I intend to be very brief but I hope that nothing that is said about the difficulties and dangers of reform, the need to think out everything with great care, will prevent a re-examination of the decision to destroy those county boroughs. I know it is a long time ago, but I once worked in a county borough; I was deputy medical officer of health for Oxford and I saw it at work—a town of 75,000 with a complete range of services, including an infectious disease hospital, tuberculosis hospitals, a general hospital, housing, the whole lot; and it worked exceedingly well. I do not pretend that it should have continued unchanged. I do not think that county boroughs were appropriate as hospital authorities and I believe that the solution that was produced, with great credit, by Nye Bevan—the solution of the hospital service removed from local government —was the right one. But I have no doubt from my experience, long ago as it was, that that system works exceedingly well, particularly from the point of view of the members of the community.
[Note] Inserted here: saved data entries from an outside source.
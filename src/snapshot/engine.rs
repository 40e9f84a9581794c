//! Backing snapshot engines (the capabilities the adapters wrap).
//!
//! Two shapes:
//! - StoreSnapshotEngine: store-wide, operates on a directory (save) or a batch of files (load);
//!   the engine decides how many files a save produces.
//! - PartitionSnapshotEngine: one named partition, strictly one file per call.
//!
//! Engine errors are plain `anyhow::Error`; translation into `SnapshotError` is the adapters' job.

use std::path::{Path, PathBuf};

use anyhow::Result;

use super::format::SnapshotFormat;
use super::options::SnapshotOptions;

pub trait StoreSnapshotEngine<K, V>: Send + Sync {
    /// Fresh options, no filter attached.
    fn create_options(&self) -> SnapshotOptions<K, V>;

    /// Load every snapshot found in `directory` with default options.
    fn load(&self, directory: &Path, format: SnapshotFormat) -> Result<()>;

    /// Load the given files as one batch with one set of options.
    fn load_files(
        &self,
        snapshots: &[PathBuf],
        format: SnapshotFormat,
        options: &SnapshotOptions<K, V>,
    ) -> Result<()>;

    /// Save the whole store into `directory` with default options.
    fn save(&self, directory: &Path, format: SnapshotFormat) -> Result<()>;

    fn save_with_options(
        &self,
        directory: &Path,
        format: SnapshotFormat,
        options: &SnapshotOptions<K, V>,
    ) -> Result<()>;
}

pub trait PartitionSnapshotEngine<K, V>: Send + Sync {
    /// Name of the partition this engine is bound to.
    fn partition_name(&self) -> &str;

    fn create_options(&self) -> SnapshotOptions<K, V>;

    fn load(&self, snapshot: &Path, format: SnapshotFormat) -> Result<()>;

    fn load_with_options(
        &self,
        snapshot: &Path,
        format: SnapshotFormat,
        options: &SnapshotOptions<K, V>,
    ) -> Result<()>;

    fn save(&self, snapshot: &Path, format: SnapshotFormat) -> Result<()>;

    fn save_with_options(
        &self,
        snapshot: &Path,
        format: SnapshotFormat,
        options: &SnapshotOptions<K, V>,
    ) -> Result<()>;
}
use std::collections::BTreeMap;
use std::sync::{RwLock, RwLockReadGuard, RwLockWriteGuard};

use crate::snapshot::normalize_partition_name;

/// Named, ordered byte key/value map, one partition of the in-memory grid.
#[derive(Debug)]
pub struct Partition {
    name: String,
    entries: RwLock<BTreeMap<Vec<u8>, Vec<u8>>>,
}

impl Partition {
    pub fn new<S: AsRef<str>>(name: S) -> Self {
        Self {
            name: normalize_partition_name(name.as_ref()).to_string(),
            entries: RwLock::new(BTreeMap::new()),
        }
    }

    pub fn name(&self) -> &str {
        &self.name
    }

    /// "/name"
    pub fn full_path(&self) -> String {
        format!("/{}", self.name)
    }

    // Отравленный lock не страшен: внутри простая map без инвариантов между записями.
    fn read(&self) -> RwLockReadGuard<'_, BTreeMap<Vec<u8>, Vec<u8>>> {
        self.entries.read().unwrap_or_else(|e| e.into_inner())
    }

    fn write(&self) -> RwLockWriteGuard<'_, BTreeMap<Vec<u8>, Vec<u8>>> {
        self.entries.write().unwrap_or_else(|e| e.into_inner())
    }

    pub fn put(&self, key: &[u8], value: &[u8]) -> Option<Vec<u8>> {
        self.write().insert(key.to_vec(), value.to_vec())
    }

    pub fn get(&self, key: &[u8]) -> Option<Vec<u8>> {
        self.read().get(key).cloned()
    }

    pub fn contains_key(&self, key: &[u8]) -> bool {
        self.read().contains_key(key)
    }

    pub fn remove(&self, key: &[u8]) -> Option<Vec<u8>> {
        self.write().remove(key)
    }

    pub fn len(&self) -> usize {
        self.read().len()
    }

    pub fn is_empty(&self) -> bool {
        self.read().is_empty()
    }

    pub fn clear(&self) {
        self.write().clear();
    }

    /// Point-in-time copy of all entries, in key order.
    pub fn entries(&self) -> Vec<(Vec<u8>, Vec<u8>)> {
        self.read()
            .iter()
            .map(|(k, v)| (k.clone(), v.clone()))
            .collect()
    }

    /// Entries accepted by `keep`, in key order.
    pub fn entries_filtered<F>(&self, mut keep: F) -> Vec<(Vec<u8>, Vec<u8>)>
    where
        F: FnMut(&Vec<u8>, &Vec<u8>) -> bool,
    {
        self.read()
            .iter()
            .filter(|(k, v)| keep(*k, *v))
            .map(|(k, v)| (k.clone(), v.clone()))
            .collect()
    }

    /// Insert a batch under one write lock. Returns the number of entries written.
    pub fn put_all<I>(&self, entries: I) -> usize
    where
        I: IntoIterator<Item = (Vec<u8>, Vec<u8>)>,
    {
        let mut map = self.write();
        let mut n = 0usize;
        for (k, v) in entries {
            map.insert(k, v);
            n += 1;
        }
        n
    }
}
So I would ask that this is not lost sight of and that an examination is made, bearing in mind not only whether it suits the authority but whether it suits the members of the public it is supposed to serve.

One last thought came to me while the noble Lord, Lord Thorneycroft, was speaking. I think that since the war—and I speak of all inside politics and outside politics—we have all been a bit bemused by and a bit reverent to certain words—"co-ordination", "correlation", "economies of size" the merits of the big organisation over the small. Many of the arguments have been rumbled, even though we may ourselves have listened to them with sympathy, or even used them, in the past. Bigness is now seen as the source of more troubles than it solves. There is a desire to look afresh at local government as well as to every other development in our social life. We have been deluded by ourselves too long to believe all these ideas about collaboration, co-ordination, and so on.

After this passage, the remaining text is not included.